[heroes] Re: RECOVERY Service Alert: anna.infra.opensuse.org/Public SSL cert is OK

26 Jan 2020

      Hi all,

the certificates for *.opensuse.org where about to expire in 28 days or
so. Unfortunately the automatic issuance and deployment of new
certificates (via Let's Encrypt) didn't work as intended - once again.

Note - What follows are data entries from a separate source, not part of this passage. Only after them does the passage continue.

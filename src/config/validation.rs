//! Configuration validation.
//!
//! # Responsibilities
//! - Require content API credentials whenever the content API is enabled
//! - Require the origin domain unconditionally
//!
//! # Design Decisions
//! - Returns all validation errors, not just first
//! - Validation is pure function: GatewayConfig → Result<(), Vec<ValidationError>>
//! - Runs before the gateway accepts a single request

use thiserror::Error;

use crate::config::schema::GatewayConfig;

/// A single semantic problem with a configuration.
#[derive(Debug, Clone, PartialEq, Eq, Error)]
pub enum ValidationError {
    /// One or more content API credentials are absent.
    #[error("Missing: {}", .0.join(" "))]
    MissingCredentials(Vec<&'static str>),

    /// The origin domain is absent.
    #[error("Missing: NEXT_PUBLIC_WEBSITE_DOMAIN")]
    MissingDomain,

    /// The content API endpoint does not parse as a URL.
    #[error("Invalid content API endpoint '{0}'")]
    InvalidEndpoint(String),
}

fn is_blank(value: &Option<String>) -> bool {
    value.as_deref().map(str::is_empty).unwrap_or(true)
}

/// Validate a fully loaded configuration.
pub fn validate_config(config: &GatewayConfig) -> Result<(), Vec<ValidationError>> {
    let mut errors = Vec::new();

    if config.features.use_website_api {
        let api = &config.content_api;
        let missing: Vec<&'static str> = [
            ("WEBSITE_API_PUBLIC", &api.access_key),
            ("WEBSITE_API_SECRET", &api.secret_key),
            ("WEBSITE_API_NAMESPACE_ID", &api.namespace_id),
        ]
        .into_iter()
        .filter(|(_, value)| is_blank(value))
        .map(|(name, _)| name)
        .collect();

        if !missing.is_empty() {
            errors.push(ValidationError::MissingCredentials(missing));
        }

        if url::Url::parse(&api.endpoint).is_err() {
            errors.push(ValidationError::InvalidEndpoint(api.endpoint.clone()));
        }
    }

    if is_blank(&config.site.domain) {
        errors.push(ValidationError::MissingDomain);
    }

    if errors.is_empty() {
        Ok(())
    } else {
        Err(errors)
    }
}
//! Observability subsystem.
//!
//! # Data Flow
//! ```text
//! gateway + server produce:
//!     → logging.rs (structured log events, request ID spans from tower-http)
//!     → metrics.rs (counters, histograms)
//!
//! Consumers:
//!     → stdout
//!     → Metrics endpoint (Prometheus scrape)
//! ```

pub mod logging;
pub mod metrics;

Luckily we have some monitoring setup for this, so we have been notified
of this problem.

It has been complaing about this for some days now, but I was somehow
hoping for a miracle and for the problem to "fix itself".
(Un)fortunately computers are deterministic after all, so the problem
didn't go away.

Upon login on "crtmgr.infra.opensuse.org", I've noticed that there have
been two failed services, namely:

- dehydrated
- sssd

sssd fails with the following error messages:
...
Jan 26 22:03:57 crtmgr sssd[682]: SSSD couldn't load the configuration database [2]: No such file or directory.
Not sure why sssd is enabled at all on this machine, since the sssd
configuration file doesn't contain anything at all. Maybe this was the
result of some (unfinished) Salt run in the past?

(The machine is currently not managed in Salt intentionally).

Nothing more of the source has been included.